The Green Turtle is a superhero originally published by Rural Home Publications. He first appeared in Blazing Comics (1944), and was created by Chinese-American cartoonist Chu F. Hing. While the original run of the character lasted only five issues, the Green Turtle is notable for three factors. First, during WWII, the stories represented the Chinese in U.S. popular media as heroic partners fighting the Axis. One issue begins with the banner 美國及中華民國 (the United States united with the Chinese Republic), and features a U.S. general joining Chinese guerrillas in battle. During the war, U.S. depictions of the Pacific theatre were typically racialized; the "Yellow Peril" stereotypes applied to the Japanese were originally anti-Chinese and portrayed Asians as racial enemies of Western civilization. Second, the character is often identified as the first Asian-American comic book hero.
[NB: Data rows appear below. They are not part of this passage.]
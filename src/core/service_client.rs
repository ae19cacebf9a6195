// src/core/service_client.rs
//! HTTP backing for the ranking service - multipart upload, JSON results

use anyhow::{Context, Result};
use async_trait::async_trait;
use reqwest::multipart::{Form, Part};
use std::time::Duration;
use tracing::{debug, error, info};

use super::ranker::{RankError, Ranker};
use crate::file_selector::SelectedFile;
use crate::types::{ErrorBody, RankingResult, ServiceInfo};

pub const DEFAULT_BASE_URL: &str = "http://localhost:8000";
pub const RANK_RESUMES_ENDPOINT: &str = "/rank_resumes/";

pub const JOB_DESCRIPTION_FIELD: &str = "job_description_file";
pub const RESUME_FIELD: &str = "resume_files";

pub struct HttpRanker {
    client: reqwest::Client,
    base_url: String,
    endpoint: String,
}

impl HttpRanker {
    /// No timeout unless one is given; the transport default applies.
    pub fn new(base_url: &str, endpoint: &str, timeout: Option<Duration>) -> Result<Self> {
        let mut builder = reqwest::Client::builder();
        if let Some(timeout) = timeout {
            builder = builder.timeout(timeout);
        }
        let client = builder.build().context("Failed to create HTTP client")?;

        Ok(Self {
            client,
            base_url: base_url.trim_end_matches('/').to_string(),
            endpoint: endpoint.to_string(),
        })
    }

    pub fn rank_url(&self) -> String {
        format!("{}{}", self.base_url, self.endpoint)
    }

    fn part(file: &SelectedFile) -> Result<Part, RankError> {
        Part::bytes(file.bytes.clone())
            .file_name(file.filename.clone())
            .mime_str(&file.content_type)
            .map_err(|e| {
                RankError::Transport(format!(
                    "invalid content type {} for {}: {}",
                    file.content_type, file.filename, e
                ))
            })
    }

    fn build_form(job_description: &SelectedFile, resumes: &[SelectedFile]) -> Result<Form, RankError> {
        let mut form = Form::new().part(JOB_DESCRIPTION_FIELD, Self::part(job_description)?);
        for resume in resumes {
            form = form.part(RESUME_FIELD, Self::part(resume)?);
        }
        Ok(form)
    }

    /// Root banner of the service, handy as a reachability check
    pub async fn service_info(&self) -> Result<ServiceInfo> {
        let url = format!("{}/", self.base_url);

        let response = self
            .client
            .get(&url)
            .send()
            .await
            .with_context(|| format!("Failed to GET from {}", url))?;

        let status = response.status();
        if status.is_success() {
            response
                .json::<ServiceInfo>()
                .await
                .context("Failed to parse JSON response")
        } else {
            let error_text = response
                .text()
                .await
                .unwrap_or_else(|_| "Unknown error".to_string());
            anyhow::bail!("HTTP {} error: {}", status, error_text)
        }
    }
}

#[async_trait]
impl Ranker for HttpRanker {
    async fn rank(
        &self,
        job_description: &SelectedFile,
        resumes: &[SelectedFile],
    ) -> Result<Vec<RankingResult>, RankError> {
        let url = self.rank_url();
        let form = Self::build_form(job_description, resumes)?;

        info!(
            "Calling ranking service: {} ({} resume(s))",
            url,
            resumes.len()
        );

        let response = self
            .client
            .post(&url)
            .multipart(form)
            .send()
            .await
            .map_err(|e| {
                error!("Ranking request failed: {}", e);
                RankError::Transport(e.to_string())
            })?;

        let status = response.status();
        debug!("Response status: {}", status);

        let body = response.text().await.map_err(|e| {
            error!("Failed to read ranking response: {}", e);
            RankError::Transport(e.to_string())
        })?;

        if status.is_success() {
            serde_json::from_str::<Vec<RankingResult>>(&body).map_err(|e| {
                error!("Unexpected ranking response body: {}", body);
                RankError::Decode(e.to_string())
            })
        } else {
            error!("Ranking service error response {}: {}", status, body);
            let parsed = serde_json::from_str::<ErrorBody>(&body).ok();

            Err(RankError::Status {
                status: status.as_u16(),
                reason: status
                    .canonical_reason()
                    .unwrap_or("Unknown error")
                    .to_string(),
                message: parsed.and_then(|b| b.error).filter(|m| !m.is_empty()),
            })
        }
    }
}

#[cfg(test)]
mod tests {
    use super::*;

    #[test]
    fn test_rank_url_joins_base_and_endpoint() {
        let ranker = HttpRanker::new("http://localhost:8000/", RANK_RESUMES_ENDPOINT, None).unwrap();
        assert_eq!(ranker.rank_url(), "http://localhost:8000/rank_resumes/");
    }

    #[test]
    fn test_bad_content_type_is_reported() {
        let file = SelectedFile::new("cv.pdf", "not a mime type", Vec::new());
        let err = HttpRanker::build_form(&file, &[]).unwrap_err();
        assert!(matches!(err, RankError::Transport(msg) if msg.contains("cv.pdf")));
    }
}
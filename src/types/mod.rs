// src/types/mod.rs
pub mod response;

pub use response::{ErrorBody, RankingResult, ServiceInfo};
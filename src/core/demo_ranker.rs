// src/core/demo_ranker.rs
//! Offline backing: a canned result set after a fixed pause, no network.

use async_trait::async_trait;
use std::time::Duration;
use tracing::info;

use super::ranker::{RankError, Ranker};
use crate::file_selector::SelectedFile;
use crate::types::RankingResult;

pub const DEFAULT_DEMO_DELAY_MS: u64 = 1500;

#[derive(Debug, Clone)]
pub struct DemoRanker {
    delay: Duration,
}

impl DemoRanker {
    pub fn new(delay: Duration) -> Self {
        Self { delay }
    }

    pub fn canned_results() -> Vec<RankingResult> {
        vec![
            RankingResult::new(
                "jane_doe_resume.pdf",
                8.5,
                "Seven years of backend work in the required stack.\nLed a team of four; matches the seniority asked for.",
            ),
            RankingResult::new(
                "john_smith_resume.docx",
                6.0,
                "Solid fundamentals and relevant domain exposure.\nNo production experience with the listed cloud platform.",
            ),
            RankingResult::new(
                "alex_lee_resume.txt",
                3.0,
                "Background is mostly front-end design.\nFew of the required skills are mentioned.",
            ),
        ]
    }
}

impl Default for DemoRanker {
    fn default() -> Self {
        Self::new(Duration::from_millis(DEFAULT_DEMO_DELAY_MS))
    }
}

#[async_trait]
impl Ranker for DemoRanker {
    async fn rank(
        &self,
        job_description: &SelectedFile,
        resumes: &[SelectedFile],
    ) -> Result<Vec<RankingResult>, RankError> {
        info!(
            "Demo ranking for {} against {} resume(s), returning canned results",
            job_description.filename,
            resumes.len()
        );
        tokio::time::sleep(self.delay).await;
        Ok(Self::canned_results())
    }
}

#[cfg(test)]
mod tests {
    use super::*;

    #[tokio::test(start_paused = true)]
    async fn test_demo_returns_canned_results_after_delay() {
        let ranker = DemoRanker::new(Duration::from_secs(2));
        let jd = SelectedFile::from_bytes("jd.txt", b"role".to_vec());
        let started = tokio::time::Instant::now();

        let results = ranker.rank(&jd, &[]).await.unwrap();

        assert!(started.elapsed() >= Duration::from_secs(2));
        assert_eq!(results, DemoRanker::canned_results());
        assert_eq!(results.len(), 3);
    }
}
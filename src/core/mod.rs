// src/core/mod.rs
//! Ranking backings and the notification channel

pub mod demo_ranker;
pub mod notify;
pub mod ranker;
pub mod service_client;

pub use demo_ranker::DemoRanker;
pub use notify::{
    ChannelSink, LogSink, Notification, NotificationLevel, NotificationSink, RecordingSink,
};
pub use ranker::{RankError, Ranker};
pub use service_client::HttpRanker;
//! One-shot HTTP responder for exercising the ranking client.

use tokio::io::{AsyncReadExt, AsyncWriteExt};
use tokio::net::{TcpListener, TcpStream};
use tokio::task::JoinHandle;

#[allow(dead_code)]
pub struct CapturedRequest {
    pub request_line: String,
    pub headers: Vec<(String, String)>,
    pub body: Vec<u8>,
}

#[allow(dead_code)]
impl CapturedRequest {
    pub fn header(&self, name: &str) -> Option<&str> {
        self.headers
            .iter()
            .find(|(k, _)| k.eq_ignore_ascii_case(name))
            .map(|(_, v)| v.as_str())
    }

    pub fn body_text(&self) -> String {
        String::from_utf8_lossy(&self.body).into_owned()
    }
}

pub struct StubServer {
    pub base_url: String,
    handle: JoinHandle<CapturedRequest>,
}

impl StubServer {
    /// Answers the first request with `status` (e.g. "400 Bad Request")
    /// and `body`, then stops.
    pub async fn respond_once(status: &str, body: &str) -> Self {
        let listener = TcpListener::bind("127.0.0.1:0").await.unwrap();
        let addr = listener.local_addr().unwrap();
        let response = format!(
            "HTTP/1.1 {}\r\ncontent-type: application/json\r\ncontent-length: {}\r\nconnection: close\r\n\r\n{}",
            status,
            body.len(),
            body
        );

        let handle = tokio::spawn(async move {
            let (mut socket, _) = listener.accept().await.unwrap();
            let request = read_request(&mut socket).await;
            socket.write_all(response.as_bytes()).await.unwrap();
            let _ = socket.shutdown().await;
            request
        });

        Self {
            base_url: format!("http://{}", addr),
            handle,
        }
    }

    pub async fn request(self) -> CapturedRequest {
        self.handle.await.unwrap()
    }
}

/// An address nothing listens on
#[allow(dead_code)]
pub async fn closed_base_url() -> String {
    let listener = TcpListener::bind("127.0.0.1:0").await.unwrap();
    let addr = listener.local_addr().unwrap();
    drop(listener);
    format!("http://{}", addr)
}

async fn read_request(socket: &mut TcpStream) -> CapturedRequest {
    let mut buf = Vec::new();
    let mut chunk = [0u8; 4096];

    let head_end = loop {
        if let Some(pos) = find(&buf, b"\r\n\r\n") {
            break pos;
        }
        let n = socket.read(&mut chunk).await.unwrap();
        assert!(n > 0, "connection closed before headers");
        buf.extend_from_slice(&chunk[..n]);
    };

    let head = String::from_utf8_lossy(&buf[..head_end]).into_owned();
    let mut lines = head.split("\r\n");
    let request_line = lines.next().unwrap_or_default().to_string();
    let headers: Vec<(String, String)> = lines
        .filter_map(|line| line.split_once(':'))
        .map(|(k, v)| (k.trim().to_string(), v.trim().to_string()))
        .collect();

    let content_length = headers
        .iter()
        .find(|(k, _)| k.eq_ignore_ascii_case("content-length"))
        .and_then(|(_, v)| v.parse::<usize>().ok());
    let chunked = headers
        .iter()
        .any(|(k, v)| k.eq_ignore_ascii_case("transfer-encoding") && v.contains("chunked"));

    let mut body = buf[head_end + 4..].to_vec();
    loop {
        let done = match content_length {
            Some(len) => body.len() >= len,
            None if chunked => body.ends_with(b"0\r\n\r\n"),
            None => true,
        };
        if done {
            break;
        }
        let n = socket.read(&mut chunk).await.unwrap();
        if n == 0 {
            break;
        }
        body.extend_from_slice(&chunk[..n]);
    }

    CapturedRequest {
        request_line,
        headers,
        body,
    }
}

fn find(haystack: &[u8], needle: &[u8]) -> Option<usize> {
    haystack
        .windows(needle.len())
        .position(|window| window == needle)
}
These factors inspired a contemporary graphic novel on the Green Turtle, Shadow Hero, by Gene Luen Yang, whose American Born Chinese was the first work in a comics format to be nominated for the National Book Award.

Character history
The Green Turtle aided the Chinese in guerrilla warfare against the Japanese invaders in World War II. He wore a green cowl and a cloak with a turtle-shell design. Most origin stories around the comic say that Hing initially wanted to make him an overtly Chinese hero, but his publisher would not allow this, believing there would not be a sufficient market for an Asian superhero, so Hing never drew the character without his mask. He had a sidekick, Burma Boy, a young beggar whom the Green Turtle rescued from execution by the Japanese army. He also had a manservant, Wun Too.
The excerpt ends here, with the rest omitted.